MATERIAL SUPPLIED:

○ ○ ○

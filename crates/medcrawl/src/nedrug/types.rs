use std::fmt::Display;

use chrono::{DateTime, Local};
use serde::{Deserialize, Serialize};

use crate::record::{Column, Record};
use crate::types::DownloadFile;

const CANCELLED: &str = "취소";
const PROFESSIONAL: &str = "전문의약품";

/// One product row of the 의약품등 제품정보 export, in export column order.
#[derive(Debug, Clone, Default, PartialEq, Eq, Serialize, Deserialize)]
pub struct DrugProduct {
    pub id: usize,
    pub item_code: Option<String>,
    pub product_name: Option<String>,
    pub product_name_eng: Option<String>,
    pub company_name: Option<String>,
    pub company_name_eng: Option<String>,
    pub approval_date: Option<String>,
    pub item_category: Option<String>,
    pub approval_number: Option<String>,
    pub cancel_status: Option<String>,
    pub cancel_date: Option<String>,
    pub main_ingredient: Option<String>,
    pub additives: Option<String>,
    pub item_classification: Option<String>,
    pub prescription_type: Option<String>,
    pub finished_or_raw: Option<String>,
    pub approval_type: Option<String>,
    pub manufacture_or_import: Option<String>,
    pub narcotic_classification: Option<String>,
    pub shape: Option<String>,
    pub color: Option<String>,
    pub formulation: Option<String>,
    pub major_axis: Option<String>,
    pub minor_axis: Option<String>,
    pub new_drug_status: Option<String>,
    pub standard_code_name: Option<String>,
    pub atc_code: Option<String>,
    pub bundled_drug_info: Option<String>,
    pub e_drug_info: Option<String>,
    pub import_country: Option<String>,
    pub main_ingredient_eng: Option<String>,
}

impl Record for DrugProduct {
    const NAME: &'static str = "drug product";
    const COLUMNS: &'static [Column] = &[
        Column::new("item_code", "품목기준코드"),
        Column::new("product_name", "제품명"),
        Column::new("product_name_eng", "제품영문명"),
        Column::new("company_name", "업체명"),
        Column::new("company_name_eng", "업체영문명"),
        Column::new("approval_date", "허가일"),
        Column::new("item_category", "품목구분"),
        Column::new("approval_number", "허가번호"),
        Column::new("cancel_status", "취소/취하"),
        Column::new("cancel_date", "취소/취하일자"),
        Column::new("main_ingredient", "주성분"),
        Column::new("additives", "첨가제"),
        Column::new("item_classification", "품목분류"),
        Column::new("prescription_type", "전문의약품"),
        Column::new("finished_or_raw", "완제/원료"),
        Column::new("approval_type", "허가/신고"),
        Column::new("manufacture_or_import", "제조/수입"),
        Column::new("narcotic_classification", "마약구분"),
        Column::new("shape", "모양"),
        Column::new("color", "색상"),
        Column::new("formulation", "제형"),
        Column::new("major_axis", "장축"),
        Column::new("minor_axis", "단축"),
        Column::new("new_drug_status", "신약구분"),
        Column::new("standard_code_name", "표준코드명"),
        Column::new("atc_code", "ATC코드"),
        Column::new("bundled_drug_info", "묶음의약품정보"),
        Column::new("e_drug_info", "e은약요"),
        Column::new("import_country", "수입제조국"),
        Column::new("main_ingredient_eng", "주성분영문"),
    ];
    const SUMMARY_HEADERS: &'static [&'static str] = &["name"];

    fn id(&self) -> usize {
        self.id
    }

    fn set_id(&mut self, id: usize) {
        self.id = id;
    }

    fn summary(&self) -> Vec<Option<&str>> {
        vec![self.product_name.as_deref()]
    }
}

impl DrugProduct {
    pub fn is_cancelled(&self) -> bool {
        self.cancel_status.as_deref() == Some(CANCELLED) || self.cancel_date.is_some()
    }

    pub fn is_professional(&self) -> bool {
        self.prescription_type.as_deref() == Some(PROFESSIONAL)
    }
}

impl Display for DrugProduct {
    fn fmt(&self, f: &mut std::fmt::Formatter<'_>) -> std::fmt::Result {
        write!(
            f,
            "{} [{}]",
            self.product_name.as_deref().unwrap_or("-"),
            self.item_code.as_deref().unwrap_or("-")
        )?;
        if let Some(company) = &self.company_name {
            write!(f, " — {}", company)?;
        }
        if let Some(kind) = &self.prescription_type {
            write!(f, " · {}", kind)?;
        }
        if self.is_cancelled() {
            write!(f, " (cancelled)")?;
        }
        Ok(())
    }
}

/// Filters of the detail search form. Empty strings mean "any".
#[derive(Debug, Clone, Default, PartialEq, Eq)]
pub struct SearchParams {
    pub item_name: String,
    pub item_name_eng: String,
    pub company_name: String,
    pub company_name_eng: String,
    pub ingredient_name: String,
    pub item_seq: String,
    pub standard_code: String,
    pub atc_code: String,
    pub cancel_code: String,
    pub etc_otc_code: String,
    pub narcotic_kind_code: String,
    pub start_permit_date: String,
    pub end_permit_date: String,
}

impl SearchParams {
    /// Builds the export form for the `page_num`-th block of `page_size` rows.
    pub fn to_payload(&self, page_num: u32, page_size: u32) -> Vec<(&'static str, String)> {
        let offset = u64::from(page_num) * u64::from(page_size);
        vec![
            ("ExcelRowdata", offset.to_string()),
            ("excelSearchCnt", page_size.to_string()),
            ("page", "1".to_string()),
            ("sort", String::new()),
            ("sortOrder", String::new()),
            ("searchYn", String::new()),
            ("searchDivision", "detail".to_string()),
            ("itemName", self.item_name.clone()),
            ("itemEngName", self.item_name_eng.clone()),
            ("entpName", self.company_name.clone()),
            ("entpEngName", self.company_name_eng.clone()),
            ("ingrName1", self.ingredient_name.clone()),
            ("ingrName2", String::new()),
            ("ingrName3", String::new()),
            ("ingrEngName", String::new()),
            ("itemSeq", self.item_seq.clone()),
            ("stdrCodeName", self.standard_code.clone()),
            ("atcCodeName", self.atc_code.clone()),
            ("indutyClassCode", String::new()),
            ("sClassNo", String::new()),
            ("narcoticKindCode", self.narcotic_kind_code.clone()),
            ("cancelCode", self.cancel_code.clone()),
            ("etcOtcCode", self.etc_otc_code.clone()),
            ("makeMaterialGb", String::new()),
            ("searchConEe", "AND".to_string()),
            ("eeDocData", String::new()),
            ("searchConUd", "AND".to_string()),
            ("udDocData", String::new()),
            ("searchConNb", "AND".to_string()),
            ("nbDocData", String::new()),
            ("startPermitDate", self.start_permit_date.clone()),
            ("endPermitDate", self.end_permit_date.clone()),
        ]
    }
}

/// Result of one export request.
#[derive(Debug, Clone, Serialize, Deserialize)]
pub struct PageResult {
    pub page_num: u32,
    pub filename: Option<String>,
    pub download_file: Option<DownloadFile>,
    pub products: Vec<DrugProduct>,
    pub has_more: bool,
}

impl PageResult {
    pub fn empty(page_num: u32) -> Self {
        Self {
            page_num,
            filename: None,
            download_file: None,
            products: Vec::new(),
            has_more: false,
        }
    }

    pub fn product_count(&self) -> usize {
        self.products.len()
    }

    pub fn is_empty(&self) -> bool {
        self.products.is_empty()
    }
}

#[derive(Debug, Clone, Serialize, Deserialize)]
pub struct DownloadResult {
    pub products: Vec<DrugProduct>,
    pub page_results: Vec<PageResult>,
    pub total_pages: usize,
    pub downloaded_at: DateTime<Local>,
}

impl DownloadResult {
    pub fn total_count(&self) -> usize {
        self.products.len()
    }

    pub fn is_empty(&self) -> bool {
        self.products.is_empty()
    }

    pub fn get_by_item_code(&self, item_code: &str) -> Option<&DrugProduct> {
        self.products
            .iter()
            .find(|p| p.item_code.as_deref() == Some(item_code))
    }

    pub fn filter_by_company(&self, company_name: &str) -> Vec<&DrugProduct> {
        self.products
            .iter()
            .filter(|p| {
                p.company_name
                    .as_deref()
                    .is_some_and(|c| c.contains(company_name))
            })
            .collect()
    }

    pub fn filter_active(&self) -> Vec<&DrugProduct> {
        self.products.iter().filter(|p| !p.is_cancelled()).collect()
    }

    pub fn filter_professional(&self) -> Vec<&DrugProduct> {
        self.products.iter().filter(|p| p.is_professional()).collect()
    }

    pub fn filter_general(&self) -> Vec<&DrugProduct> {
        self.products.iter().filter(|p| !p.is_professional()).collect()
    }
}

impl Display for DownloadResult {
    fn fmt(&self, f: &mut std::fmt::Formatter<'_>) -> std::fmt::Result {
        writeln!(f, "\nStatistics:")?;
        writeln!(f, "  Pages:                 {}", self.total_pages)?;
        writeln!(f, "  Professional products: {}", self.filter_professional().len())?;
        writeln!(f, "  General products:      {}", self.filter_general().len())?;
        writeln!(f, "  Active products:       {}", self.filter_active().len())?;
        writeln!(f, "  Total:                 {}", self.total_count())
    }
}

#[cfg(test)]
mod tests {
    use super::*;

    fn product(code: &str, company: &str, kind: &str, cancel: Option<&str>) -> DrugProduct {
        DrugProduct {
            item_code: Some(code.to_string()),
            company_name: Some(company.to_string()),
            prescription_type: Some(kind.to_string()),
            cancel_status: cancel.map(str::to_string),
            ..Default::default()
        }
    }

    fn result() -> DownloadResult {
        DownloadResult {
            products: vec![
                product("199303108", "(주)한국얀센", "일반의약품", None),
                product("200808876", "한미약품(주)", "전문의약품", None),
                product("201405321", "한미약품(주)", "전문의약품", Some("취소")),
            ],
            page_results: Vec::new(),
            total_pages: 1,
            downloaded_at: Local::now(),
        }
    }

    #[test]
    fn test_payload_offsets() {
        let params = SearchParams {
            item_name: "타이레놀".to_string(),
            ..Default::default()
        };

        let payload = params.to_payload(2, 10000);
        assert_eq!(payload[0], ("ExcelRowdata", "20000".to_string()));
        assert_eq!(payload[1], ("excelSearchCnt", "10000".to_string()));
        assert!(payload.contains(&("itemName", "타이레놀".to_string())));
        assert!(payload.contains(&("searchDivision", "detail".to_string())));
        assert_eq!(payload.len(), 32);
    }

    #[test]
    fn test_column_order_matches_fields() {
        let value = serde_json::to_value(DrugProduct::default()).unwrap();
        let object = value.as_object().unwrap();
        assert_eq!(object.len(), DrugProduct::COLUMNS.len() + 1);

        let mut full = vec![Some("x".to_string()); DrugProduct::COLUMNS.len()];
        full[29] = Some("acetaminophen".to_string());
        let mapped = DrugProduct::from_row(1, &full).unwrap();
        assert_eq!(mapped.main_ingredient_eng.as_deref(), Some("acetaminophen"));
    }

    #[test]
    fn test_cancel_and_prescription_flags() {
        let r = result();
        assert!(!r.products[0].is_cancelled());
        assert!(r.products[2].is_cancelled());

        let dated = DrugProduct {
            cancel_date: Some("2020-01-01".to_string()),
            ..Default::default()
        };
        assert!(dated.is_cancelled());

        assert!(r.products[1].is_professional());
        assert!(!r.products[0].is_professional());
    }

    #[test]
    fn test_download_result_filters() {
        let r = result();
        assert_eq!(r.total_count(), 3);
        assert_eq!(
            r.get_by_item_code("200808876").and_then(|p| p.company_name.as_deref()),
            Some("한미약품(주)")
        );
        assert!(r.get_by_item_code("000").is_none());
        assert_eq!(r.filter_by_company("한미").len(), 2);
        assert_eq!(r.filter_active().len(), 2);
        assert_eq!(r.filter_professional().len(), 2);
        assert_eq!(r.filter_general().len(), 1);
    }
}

○ ○ ○

WHAT TO PRODUCE: Please print the lines from the start of the records up to and including the line with "pub struct DrugProduct", copying each one exactly and leaving out the rest.

REPLY TO THE TASK:
filename crates/medcrawl/src/nedrug/types.rs
use std::fmt::Display;

use chrono::{DateTime, Local};
use serde::{Deserialize, Serialize};

use crate::record::{Column, Record};
use crate::types::DownloadFile;

const CANCELLED: &str = "취소";
const PROFESSIONAL: &str = "전문의약품";

/// One product row of the 의약품등 제품정보 export, in export column order.
#[derive(Debug, Clone, Default, PartialEq, Eq, Serialize, Deserialize)]
pub struct DrugProduct {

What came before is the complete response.